Originally Posted by *Asus Mobile* 
Thanks Duckie, even your simple explanation took a little thought to wrap my head around. I got stuck thinking amps being a volume was more fixed than volts, I did get past after some thought. I knew about increasing voltage because of "stun guns". As long as you are here could you tell us what/how/component increases voltage, and what lowers voltage but increases amps? As a non electrical person just want to know and well Wiki not easily researchable when one does not have knowledge. I know a little off topic but is exactly a part of the question. Thanks in advance.

Just remember about converservation of energy and Ohm's Law.

There are a few electical circuits that change change voltage.
http://en.wikipedia.org/wiki/Voltage_regulator_module
http://en.wikipedia.org/wiki/Buck_converter
http://en.wikipedia.org/wiki/Transformer
http://en.wikipedia.org/wiki/Voltage_divider

Quote:


Originally Posted by *Artas1984* 
Looks like i forgot that simple thing! And that is perhaps because of the fact, that in our world where the voltage is 220 V, and simple electric bulb needs 100 W, so that would be less than 0,5 A, and to think that such pitty devices inside a PC need a current of 20+ A.. Man.

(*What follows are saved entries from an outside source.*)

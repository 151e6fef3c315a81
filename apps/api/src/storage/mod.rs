//! Cloud upload of exported topic maps.
//!
//! `S3Uploader` puts the file at `<folder>/<filename>` and hands back a
//! presigned GET URL as the shareable link.

use std::time::Duration;

use async_trait::async_trait;
use aws_sdk_s3::presigning::PresigningConfig;
use aws_sdk_s3::primitives::ByteStream;
use bytes::Bytes;
use serde::Serialize;
use thiserror::Error;
use tracing::info;

pub const DEFAULT_FOLDER: &str = "Topic Maps";
/// Longest expiry S3 accepts for a presigned URL.
const SHARE_URL_TTL: Duration = Duration::from_secs(7 * 24 * 60 * 60);

#[derive(Debug, Error)]
pub enum UploadError {
    #[error("invalid upload folder '{0}'")]
    InvalidFolder(String),

    #[error("upload failed: {0}")]
    Put(String),

    #[error("could not create share link: {0}")]
    ShareLink(String),
}

/// Where an upload landed.
#[derive(Debug, Clone, PartialEq, Eq, Serialize)]
pub struct UploadReceipt {
    pub location: String,
    pub share_url: String,
}

#[async_trait]
pub trait Uploader: Send + Sync {
    async fn upload(
        &self,
        folder: &str,
        filename: &str,
        content_type: &str,
        body: Bytes,
    ) -> Result<UploadReceipt, UploadError>;
}

/// Normalises a caller-supplied folder into an object key prefix.
///
/// Blank input selects [`DEFAULT_FOLDER`]. Empty segments are dropped; `.` and
/// `..` segments and control characters are rejected.
pub fn sanitize_folder(folder: &str) -> Result<String, UploadError> {
    let invalid = || UploadError::InvalidFolder(folder.to_string());
    if folder.chars().any(char::is_control) {
        return Err(invalid());
    }

    let mut segments = Vec::new();
    for segment in folder.split('/').map(str::trim).filter(|s| !s.is_empty()) {
        if segment == "." || segment == ".." {
            return Err(invalid());
        }
        segments.push(segment);
    }

    if segments.is_empty() {
        Ok(DEFAULT_FOLDER.to_string())
    } else {
        Ok(segments.join("/"))
    }
}

#[derive(Clone)]
pub struct S3Uploader {
    client: aws_sdk_s3::Client,
    bucket: String,
}

impl S3Uploader {
    pub fn new(client: aws_sdk_s3::Client, bucket: String) -> Self {
        Self { client, bucket }
    }
}

#[async_trait]
impl Uploader for S3Uploader {
    async fn upload(
        &self,
        folder: &str,
        filename: &str,
        content_type: &str,
        body: Bytes,
    ) -> Result<UploadReceipt, UploadError> {
        let key = format!("{}/{filename}", sanitize_folder(folder)?);

        self.client
            .put_object()
            .bucket(&self.bucket)
            .key(&key)
            .body(ByteStream::from(body))
            .content_type(content_type)
            .send()
            .await
            .map_err(|e| UploadError::Put(e.to_string()))?;

        let presigning = PresigningConfig::expires_in(SHARE_URL_TTL)
            .map_err(|e| UploadError::ShareLink(e.to_string()))?;
        let presigned = self
            .client
            .get_object()
            .bucket(&self.bucket)
            .key(&key)
            .presigned(presigning)
            .await
            .map_err(|e| UploadError::ShareLink(e.to_string()))?;

        let location = format!("s3://{}/{key}", self.bucket);
        info!("Uploaded topic map to {location}");

        Ok(UploadReceipt {
            location,
            share_url: presigned.uri().to_string(),
        })
    }
}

But it's BS anyway, if HD2900XT draws about 200 W on load, it does not need more than 20 A on the 12 V rail, why would then a poweful PSU be recommended anyway?
I think it's BS advertising...

The card itself needs 200w... but what about all the other components? CPUs need 50-200w. HDs need 20w startup. Chipsets needs 10-60w.

In addition, you generally don't want to run your PSU at 100% load. It should run at 40-90%. Furthermore, many people want some leeway for future upgrades. Even more.... cheaper PSUs exaggerate their specs.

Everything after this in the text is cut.